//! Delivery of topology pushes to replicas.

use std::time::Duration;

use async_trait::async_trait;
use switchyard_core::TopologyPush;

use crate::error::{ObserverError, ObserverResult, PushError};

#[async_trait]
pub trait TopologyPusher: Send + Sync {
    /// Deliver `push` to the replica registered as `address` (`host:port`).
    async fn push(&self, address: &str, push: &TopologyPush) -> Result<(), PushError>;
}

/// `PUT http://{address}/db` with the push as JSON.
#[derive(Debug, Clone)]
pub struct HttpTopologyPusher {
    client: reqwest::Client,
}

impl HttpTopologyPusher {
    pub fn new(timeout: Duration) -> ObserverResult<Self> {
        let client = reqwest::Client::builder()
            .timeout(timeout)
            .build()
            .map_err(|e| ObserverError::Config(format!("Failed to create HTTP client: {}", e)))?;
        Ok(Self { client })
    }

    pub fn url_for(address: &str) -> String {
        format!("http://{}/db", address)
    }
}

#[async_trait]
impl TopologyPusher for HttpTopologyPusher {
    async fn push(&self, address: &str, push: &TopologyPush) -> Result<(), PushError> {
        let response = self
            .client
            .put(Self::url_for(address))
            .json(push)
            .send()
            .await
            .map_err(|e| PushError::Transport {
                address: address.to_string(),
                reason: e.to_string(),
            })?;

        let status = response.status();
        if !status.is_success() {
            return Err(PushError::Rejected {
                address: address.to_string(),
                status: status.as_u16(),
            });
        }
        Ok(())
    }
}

= = = = =

GOAL OF THE EXERCISE: When the string "ObserverResult" occurs in a line of the material, that line belongs in the answer.

EXERCISE RESULT:
use crate::error::{ObserverError, ObserverResult, PushError};
    pub fn new(timeout: Duration) -> ObserverResult<Self> {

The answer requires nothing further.